# What the exercise asks
Which of the lines in the data below contain the string "anyhow"? Copy each of them.

Segment Start: Dataset content

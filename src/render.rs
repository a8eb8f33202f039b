//! Render model for the autocomplete widget
//!
//! [`View`] is a plain snapshot of what the widget shows: the input and, when
//! open and non-empty, the dropdown. Candidate text is only ever carried as
//! data; [`to_plain_text`] writes it to a terminal with control characters
//! neutralized, so a candidate can't inject escape sequences.

use std::fmt::Write;

use crate::list_item::SuggestionItem;
use crate::matching::Span;

/// Text of the loading indicator
pub const LOADING_TEXT: &str = "Loading ...";

#[derive(Debug, Clone, PartialEq, Eq)]
pub struct InputView {
    pub value: String,
    pub placeholder: Option<String>,
    pub class_name: Option<String>,
}

#[derive(Debug, Clone, PartialEq, Eq)]
pub struct Dropdown {
    pub loading: bool,
    pub items: Vec<SuggestionItem>,
}

#[derive(Debug, Clone, PartialEq, Eq)]
pub struct View {
    pub input: InputView,
    /// Present only while the list is open and loading or non-empty
    pub dropdown: Option<Dropdown>,
}

impl View {
    pub fn items(&self) -> &[SuggestionItem] {
        self.dropdown
            .as_ref()
            .map(|d| d.items.as_slice())
            .unwrap_or(&[])
    }

    pub fn is_loading(&self) -> bool {
        self.dropdown.as_ref().is_some_and(|d| d.loading)
    }
}

/// How matched spans are emphasized in terminal output.
#[derive(Debug, Clone, Copy, PartialEq, Eq, Default)]
pub enum Emphasis {
    /// ANSI bold
    #[default]
    Ansi,
    /// `[match]`, for plain logs and tests
    Brackets,
}

/// Render `view` as lines of terminal text.
pub fn to_plain_text(view: &View, emphasis: Emphasis) -> String {
    let mut out = String::new();

    if view.input.value.is_empty() {
        let placeholder = view.input.placeholder.as_deref().unwrap_or("");
        let _ = writeln!(out, "> ({})", sanitize(placeholder));
    } else {
        let _ = writeln!(out, "> {}", sanitize(&view.input.value));
    }

    if let Some(dropdown) = &view.dropdown {
        if dropdown.loading {
            let _ = writeln!(out, "  {}", LOADING_TEXT);
        }
        for (i, item) in dropdown.items.iter().enumerate() {
            let marker = if item.selected { '*' } else { ' ' };
            let _ = writeln!(
                out,
                "{} {:>2}. {}",
                marker,
                i + 1,
                render_spans(&item.spans, emphasis)
            );
        }
    }

    out
}

/// Render highlighted spans with the given emphasis style.
pub fn render_spans(spans: &[Span], emphasis: Emphasis) -> String {
    let mut out = String::new();
    for span in spans {
        let text = sanitize(&span.text);
        match (span.is_match, emphasis) {
            (false, _) => out.push_str(&text),
            (true, Emphasis::Ansi) => {
                let _ = write!(out, "\x1b[1m{}\x1b[22m", text);
            }
            (true, Emphasis::Brackets) => {
                let _ = write!(out, "[{}]", text);
            }
        }
    }
    out
}

fn sanitize(text: &str) -> String {
    text.chars()
        .map(|c| if c.is_control() { ' ' } else { c })
        .collect()
}

#[cfg(test)]
mod tests {
    use super::*;

    fn view(value: &str, dropdown: Option<Dropdown>) -> View {
        View {
            input: InputView {
                value: value.to_string(),
                placeholder: Some("Please enter a region".to_string()),
                class_name: None,
            },
            dropdown,
        }
    }

    #[test]
    fn test_placeholder_shown_for_empty_input() {
        let text = to_plain_text(&view("", None), Emphasis::Brackets);
        assert_eq!(text, "> (Please enter a region)\n");
    }

    #[test]
    fn test_dropdown_lines() {
        let dropdown = Dropdown {
            loading: true,
            items: vec![
                SuggestionItem::new("London, UK", "Lond", true),
                SuggestionItem::new("Londonderry, UK", "Lond", false),
            ],
        };
        let text = to_plain_text(&view("Lond", Some(dropdown)), Emphasis::Brackets);
        assert_eq!(
            text,
            "> Lond\n  Loading ...\n*  1. [Lond]on, UK\n   2. [Lond]onderry, UK\n"
        );
    }

    #[test]
    fn test_ansi_emphasis() {
        let spans = vec![Span::matched("Lond"), Span::plain("on")];
        assert_eq!(render_spans(&spans, Emphasis::Ansi), "\x1b[1mLond\x1b[22mon");
    }

    #[test]
    fn test_control_characters_are_neutralized() {
        let spans = vec![Span::plain("evil\x1b[31m")];
        assert_eq!(render_spans(&spans, Emphasis::Brackets), "evil [31m");
    }

    #[test]
    fn test_view_helpers() {
        let v = view("x", None);
        assert!(v.items().is_empty());
        assert!(!v.is_loading());
    }
}
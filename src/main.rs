//! `autocomplete-kit` - drive an autocomplete widget from the terminal.
//!
//! Each stdin line replaces the query (an empty line clears it). Lines
//! starting with `:` are commands:
//!
//! ```text
//! :up :down :enter :esc   keyboard navigation
//! :pick N                 click the N-th suggestion (1-based)
//! :blur :focus            move focus away from / back to the input
//! :quit                   exit
//! ```
//!
//! After every line the loop waits for the debounce and any lookup to
//! settle, then prints the dropdown. Committed values are printed as
//! `onChange: <value>`.

use std::io::{self, BufRead, Write};
use std::path::PathBuf;
use std::sync::Arc;
use std::thread;
use std::time::Instant;

use anyhow::{Context, Result};
use clap::{Parser, ValueEnum};
use tracing::{debug, info, warn};

use autocomplete_kit::config::{self, AppConfig};
use autocomplete_kit::list_item::ItemEvent;
use autocomplete_kit::render::{self, Emphasis};
use autocomplete_kit::sources::{CurrencySource, NominatimSource};
use autocomplete_kit::{Autocomplete, LoadData, NavKey};

#[derive(Debug, Clone, Copy, PartialEq, Eq, ValueEnum)]
enum SourceKind {
    /// Bundled ISO 4217 currency list
    Currency,
    /// Nominatim geocoding search
    Region,
}

#[derive(Debug, Parser)]
#[command(name = "autocomplete-kit", version, about = "Search-as-you-type suggestions in the terminal")]
struct Cli {
    /// Data source to search
    #[arg(long, value_enum, default_value_t = SourceKind::Currency)]
    source: SourceKind,

    /// Config file (default: ~/.autocomplete-kit/config.json)
    #[arg(long)]
    config: Option<PathBuf>,

    /// Mark matches with [brackets] instead of ANSI bold
    #[arg(long)]
    plain: bool,

    /// Also log to stderr
    #[arg(long, short)]
    verbose: bool,
}

/// A parsed stdin line.
#[derive(Debug, Clone, PartialEq, Eq)]
enum Command {
    Query(String),
    Key(NavKey),
    Pick(usize),
    Blur,
    Focus,
    Quit,
}

fn parse_command(line: &str) -> Result<Command> {
    let Some(rest) = line.strip_prefix(':') else {
        return Ok(Command::Query(line.to_string()));
    };
    let mut parts = rest.split_whitespace();
    let name = parts.next().unwrap_or("");
    if let Some(key) = NavKey::from_name(name) {
        return Ok(Command::Key(key));
    }
    let command = match name {
        "pick" => {
            let n: usize = parts
                .next()
                .context("`:pick` needs a suggestion number")?
                .parse()
                .context("`:pick` number must be a positive integer")?;
            anyhow::ensure!(n >= 1, "suggestions are numbered from 1");
            Command::Pick(n - 1)
        }
        "blur" => Command::Blur,
        "focus" => Command::Focus,
        "quit" | "q" => Command::Quit,
        other => anyhow::bail!("unknown command `:{}`", other),
    };
    Ok(command)
}

fn build_widget(source: SourceKind, app: &AppConfig) -> Autocomplete {
    let (config, loader): (_, Arc<dyn LoadData>) = match source {
        SourceKind::Currency => (
            app.currency.clone(),
            Arc::new(CurrencySource::new(app.currency_limit)),
        ),
        SourceKind::Region => (
            app.region.clone(),
            Arc::new(NominatimSource::new(app.nominatim.clone())),
        ),
    };
    Autocomplete::with_shared_loader(config, loader).on_change(|value| {
        println!("onChange: {}", value);
    })
}

/// Block until no timer is pending and no lookup is outstanding.
fn settle(widget: &mut Autocomplete) {
    let settlements = widget.settlements();
    loop {
        widget.tick(Instant::now());

        if let Some(deadline) = widget.next_deadline() {
            thread::sleep(deadline.saturating_duration_since(Instant::now()));
            continue;
        }
        if widget.is_loading() {
            match settlements.recv_blocking() {
                Ok(settlement) => {
                    widget.apply_settlement(settlement);
                }
                Err(e) => {
                    warn!(error = %e, "Settlement channel closed");
                    break;
                }
            }
            continue;
        }
        break;
    }
}

fn print_view(widget: &Autocomplete, emphasis: Emphasis) -> io::Result<()> {
    let mut stdout = io::stdout().lock();
    write!(stdout, "{}", render::to_plain_text(&widget.view(), emphasis))?;
    stdout.flush()
}

fn run(cli: Cli) -> Result<()> {
    let app = config::load_config(cli.config.as_deref());
    let emphasis = if cli.plain {
        Emphasis::Brackets
    } else {
        Emphasis::Ansi
    };

    let mut widget = build_widget(cli.source, &app);
    info!(source = ?cli.source, "Widget ready");

    widget.focus(Instant::now());
    print_view(&widget, emphasis)?;

    for line in io::stdin().lock().lines() {
        let line = line.context("Failed to read stdin")?;
        let line = line.trim_end_matches('\r');

        let command = match parse_command(line) {
            Ok(command) => command,
            Err(e) => {
                eprintln!("error: {:#}", e);
                continue;
            }
        };
        debug!(?command, "Command");

        let now = Instant::now();
        match command {
            Command::Query(text) => widget.input(&text, now),
            Command::Key(key) => {
                widget.key(key, now);
            }
            Command::Pick(index) => match widget.view().items().get(index) {
                Some(item) => {
                    let event: ItemEvent = item.activate();
                    widget.handle_item_event(event, now);
                }
                None => {
                    eprintln!("error: no suggestion #{}", index + 1);
                    continue;
                }
            },
            Command::Blur => widget.blur(now),
            Command::Focus => widget.focus(now),
            Command::Quit => break,
        }

        settle(&mut widget);
        print_view(&widget, emphasis)?;
    }

    info!(query = %widget.query(), "Input closed");
    Ok(())
}

fn main() {
    let cli = Cli::parse();
    let _guard = autocomplete_kit::logging::init(!cli.verbose);

    if let Err(e) = run(cli) {
        tracing::error!(error = %e, "autocomplete-kit failed");
        eprintln!("error: {:#}", e);
        std::process::exit(1);
    }
}
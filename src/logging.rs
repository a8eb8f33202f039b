//! Structured JSONL logging to a file plus human-readable stderr output.
//!
//! This module provides dual-output logging:
//! - **JSONL to file** (~/.autocomplete-kit/logs/autocomplete-kit.jsonl) - structured for tooling
//! - **Compact to stderr** - human-readable for developers
//!
//! The library itself only emits `tracing` events; installing a subscriber is
//! left to the binary.
//!
//! # Usage
//!
//! ```rust,ignore
//! use autocomplete_kit::logging;
//!
//! // Initialize logging - MUST keep guard alive for duration of program
//! let _guard = logging::init(false);
//!
//! tracing::info!(event_type = "app_start", "Application started");
//! ```

use std::fs::{self, OpenOptions};
use std::path::PathBuf;

use tracing_appender::non_blocking::WorkerGuard;
use tracing_subscriber::fmt::format::FmtSpan;
use tracing_subscriber::layer::SubscriberExt;
use tracing_subscriber::util::SubscriberInitExt;
use tracing_subscriber::{fmt, EnvFilter};

const LOG_FILE_NAME: &str = "autocomplete-kit.jsonl";

/// Guard that must be kept alive for the duration of the program.
/// Dropping this guard will flush and close the log file.
pub struct LoggingGuard {
    _file_guard: Option<WorkerGuard>,
}

/// Initialize the dual-output logging system.
///
/// `quiet_stderr` drops the stderr layer (useful when stdout/stderr carry the
/// interactive UI). If the log file cannot be opened, only stderr logging is
/// installed.
pub fn init(quiet_stderr: bool) -> LoggingGuard {
    let log_dir = get_log_dir();
    if let Err(e) = fs::create_dir_all(&log_dir) {
        eprintln!("[LOGGING] Failed to create log directory: {}", e);
    }
    let log_path = log_dir.join(LOG_FILE_NAME);

    // Environment filter - default to info, allow override via RUST_LOG
    let env_filter = EnvFilter::try_from_default_env()
        .unwrap_or_else(|_| EnvFilter::new("info,ureq=warn,rustls=warn"));

    let (json_layer, file_guard) = match OpenOptions::new()
        .create(true)
        .append(true)
        .open(&log_path)
    {
        Ok(file) => {
            // Non-blocking writer so logging never stalls the input loop
            let (non_blocking_file, guard) = tracing_appender::non_blocking(file);
            let layer = fmt::layer()
                .json()
                .with_writer(non_blocking_file)
                .with_timer(fmt::time::UtcTime::rfc_3339())
                .with_target(true)
                .with_level(true)
                .with_thread_ids(false)
                .with_thread_names(false)
                .with_file(false)
                .with_line_number(false)
                .with_span_events(FmtSpan::NONE);
            (Some(layer), Some(guard))
        }
        Err(e) => {
            eprintln!("[LOGGING] Failed to open log file: {}", e);
            (None, None)
        }
    };

    let pretty_layer = (!quiet_stderr).then(|| {
        fmt::layer()
            .with_writer(std::io::stderr)
            .with_ansi(true)
            .with_target(true)
            .with_level(true)
            .with_thread_ids(false)
            .compact()
    });

    tracing_subscriber::registry()
        .with(env_filter)
        .with(json_layer)
        .with(pretty_layer)
        .init();

    tracing::info!(
        event_type = "app_lifecycle",
        action = "started",
        log_path = %log_path.display(),
        "Application logging initialized"
    );

    LoggingGuard {
        _file_guard: file_guard,
    }
}

/// Get the log directory path (~/.autocomplete-kit/logs/)
fn get_log_dir() -> PathBuf {
    dirs::home_dir()
        .map(|h| h.join(".autocomplete-kit").join("logs"))
        .unwrap_or_else(|| std::env::temp_dir().join("autocomplete-kit-logs"))
}

/// Get the path to the JSONL log file
pub fn log_path() -> PathBuf {
    get_log_dir().join(LOG_FILE_NAME)
}
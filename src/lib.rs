//! Autocomplete Kit - headless search-as-you-type widget
//!
//! This library provides the interaction core of an autocomplete field:
//! debounced lookups against a pluggable data source, staleness-safe result
//! handling, keyboard selection and match highlighting.

pub mod autocomplete;
pub mod config;
pub mod error;
pub mod list_item;
pub mod logging;
pub mod lookup;
pub mod markup;
pub mod matching;
pub mod render;
pub mod timer;

// Bundled data sources (currency list, geocoding)
pub mod sources;

pub use autocomplete::{Autocomplete, NavKey};
pub use config::AutocompleteConfig;
pub use error::{AutocompleteError, Result};
pub use lookup::{LoadData, Responder};
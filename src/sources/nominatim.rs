//! Geocoding source backed by the Nominatim search API.
//!
//! Each lookup runs on a worker thread and answers with the `display_name`
//! of every place in the response, in response order.

use anyhow::{Context, Result};
use serde_json::Value;
use tracing::debug;

use crate::config::NominatimConfig;
use crate::lookup::{spawn_blocking_lookup, LoadData, Responder};

#[derive(Debug, Clone, Default)]
pub struct NominatimSource {
    config: NominatimConfig,
}

impl NominatimSource {
    pub fn new(config: NominatimConfig) -> Self {
        Self { config }
    }

    /// Blocking search request.
    pub fn search(&self, query: &str) -> Result<Vec<String>> {
        search(&self.config, query)
    }
}

impl LoadData for NominatimSource {
    fn load(&self, query: &str, responder: Responder) {
        let config = self.config.clone();
        spawn_blocking_lookup("nominatim", query, responder, move |q| {
            search(&config, &q)
        });
    }
}

fn search(config: &NominatimConfig, query: &str) -> Result<Vec<String>> {
    debug!(query, base_url = %config.base_url, "Sending Nominatim search");

    let body: Value = ureq::get(config.base_url.as_str())
        .query("q", query)
        .query("format", "json")
        .header("User-Agent", &config.user_agent)
        .call()
        .context("Failed to send request to Nominatim")?
        .into_body()
        .read_json()
        .context("Failed to parse Nominatim response")?;

    let names = display_names(&body);
    debug!(query, count = names.len(), "Nominatim search finished");
    Ok(names)
}

/// Extract `display_name` from each element of a search response.
/// Anything other than a JSON array yields no places.
pub fn display_names(body: &Value) -> Vec<String> {
    body.as_array()
        .map(|places| {
            places
                .iter()
                .filter_map(|place| place.get("display_name")?.as_str())
                .map(str::to_string)
                .collect()
        })
        .unwrap_or_default()
}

Segment End: Dataset content

# Your response
use anyhow::{Context, Result};
            anyhow::ensure!(n >= 1, "suggestions are numbered from 1");
        other => anyhow::bail!("unknown command `:{}`", other),
use anyhow::{Context, Result};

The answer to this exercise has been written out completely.